Ora, invece, grazie alla grande iniezione di liquidità riversata attraverso i vari incentivi quali bonus facciate, ecobonus, sismabonus, superbonus 110%, tornano a gravitare una miriade di azienducole, magari nate ad hoc per utilizzare questi ingenti incentivi messi a disposizione dal governo.
Il tema della sicurezza per noi della Filca Cisl deve diventare una costante da mettere in evidenza in ogni tavolo, ribadendo il concetto che il criterio di competizione tra le varie imprese debba sempre tenere conto della qualità, improntata sì all’innovazione dei processi, ma sempre e soprattutto all’insegna del lavoro sicuro.

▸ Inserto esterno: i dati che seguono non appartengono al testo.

//! Loading and saving histogram files on disk

mod common;

use common::*;
use qeb_core::Error;
use qeb_histogram::{
    load_csv_histogram, save_csv_histogram, AveragedHistogramBuilder, DensityHistogram,
    HistogramParams,
};
use rand::prelude::*;
use rand_distr::Normal;

#[test]
fn test_load_five_row_file() {
    let file = temp_file_with(FIVE_ROW_FILE);
    let histogram = load_csv_histogram(file.path()).unwrap();

    assert_relative_eq!(histogram.min(), 0.0);
    assert_relative_eq!(histogram.max(), 1.0);
    assert_eq!(histogram.num_bins(), 5);
    assert_eq!(histogram.bins(), &[10.0, 20.0, 30.0, 40.0, 50.0]);
    assert_eq!(histogram.delta(), &[1.0, 2.0, 3.0, 4.0, 5.0]);
    assert_eq!(histogram.off_chart(), 0.0);
}

#[test]
fn test_space_separated_file_with_extra_column() {
    let file = temp_file_with(
        "Value   Counts   Error   Extra\n\
         0.90   1.5e-3   1e-4   7\n\
         0.92   2.5e-3   2e-4   7\n\
         0.94   1.0e-3   1e-4   7\n",
    );
    let histogram = load_csv_histogram(file.path()).unwrap();
    assert_eq!(histogram.num_bins(), 3);
    assert_relative_eq!(histogram.max(), 0.96, max_relative = 1e-12);
    assert_relative_eq!(histogram.bins()[1], 2.5e-3);
}

#[test]
fn test_missing_file_is_io_error() {
    let dir = tempfile::tempdir().unwrap();
    let err = load_csv_histogram(dir.path().join("does-not-exist.csv")).unwrap_err();
    assert!(matches!(err, Error::Io(_)));
}

#[test]
fn test_malformed_files() {
    let short = temp_file_with("x\tp\terr\n0.0\t1\t0.1\n");
    assert!(matches!(load_csv_histogram(short.path()), Err(Error::InvalidInput(_))));

    let narrow = temp_file_with("x\tp\n0.0\t1\n0.1\t2\n");
    assert!(matches!(load_csv_histogram(narrow.path()), Err(Error::InvalidInput(_))));

    let garbage = temp_file_with("x\tp\terr\n0.0\tabc\t0.1\n0.1\t2\t0.1\n");
    assert!(matches!(load_csv_histogram(garbage.path()), Err(Error::Parse(_))));
}

#[test]
fn test_save_then_load_averaged_histogram() {
    let params = HistogramParams::new(0.0, 1.0, 20).unwrap();
    let mut rng = StdRng::seed_from_u64(42);
    let noise = Normal::new(0.0, 0.5).unwrap();

    let mut builder = AveragedHistogramBuilder::new(params);
    for _ in 0..10 {
        let run: Vec<f64> = params
            .values_center()
            .iter()
            .map(|x| {
                let peak = 100.0 * (-(x - 0.5) * (x - 0.5) / 0.02).exp();
                (peak + noise.sample(&mut rng)).max(0.0)
            })
            .collect();
        builder.add_run(&run, 1.0).unwrap();
    }
    let averaged = builder.finalize().unwrap();

    let file = tempfile::NamedTempFile::new().unwrap();
    save_csv_histogram(&averaged, file.path()).unwrap();
    let loaded = load_csv_histogram(file.path()).unwrap();

    assert_eq!(loaded.num_bins(), 20);
    assert_relative_eq!(loaded.min(), 0.0, epsilon = 1e-12);
    assert_relative_eq!(loaded.max(), 1.0, max_relative = 1e-9);
    for (a, b) in loaded.bins().iter().zip(averaged.bins()) {
        assert_relative_eq!(*a, *b, max_relative = 1e-9);
    }

    // the file format has no off-chart column
    assert_eq!(loaded.off_chart(), 0.0);
    let density = loaded.to_normalized();
    assert_relative_eq!(density.normalization(), 1.0, max_relative = 1e-12);
}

In questa direzione va il protocollo firmato a livello nazione tra commissione nazionale Cassa edili e Inl che vogliamo riportare nel nostro territorio a livello locale, dove attraverso un osservatorio nel quale ci saranno anche i nostri rappresentanti dei lavoratori per la sicurezza territoriale, oltre che le parti sociali del settore, che attraverso il loro ruolo potranno evidenziare criticità e avere un contatto diretto con gli organi ispettivi al fine di utilizzare la “sanzione” come espressione ultima, necessaria, indispensabile, ma non centrale, prediligendo strumenti di monitoraggio come la verifica dell’applicazione del giusto contratto collettivo di lavoro e la corrispondenza tra notifica preliminare e denuncia, in modo da attenzionare tutte quelle attività che non rispondono a quanto previsto dalle normative vigenti.
Per dare gambe a una nuova cultura della sicurezza serve l’impegno comune, sia del mondo imprenditoriale che di quello sindacale, ma occorre che vengano monitorate anche e soprattutto la miriade di nano-imprese che spesso non hanno nessuna connotazione associativa e che fanno della irregolarità contrattuale la principale forma di competitività dopata rispetto a chi opera nella regolarità.
Serve un cambio di passo in questo particolare momento dove l’attenzione al monitoraggio dell’irregolarità, del dumping contrattuale, del lavoro grigio deve essere altissima, per dare dignità a tutti quei lavoratori che finalmente ritrovano occupazione, ma che deve essere nel massimo rispetto della sicurezza, al fine di evitare tragedie alle quali non si può più rimediare.
L’attenzione della Filca Cisl è altissima e sicuramente segnaleremo agli organi competenti ogni qualsiasi benché minima criticità rispetto questi temi.
Facciamo i nostri migliori auguri al lavoratore coinvolto nell’incidente di ieri e chiediamo si faccia chiarezza quanto prima sull’accaduto.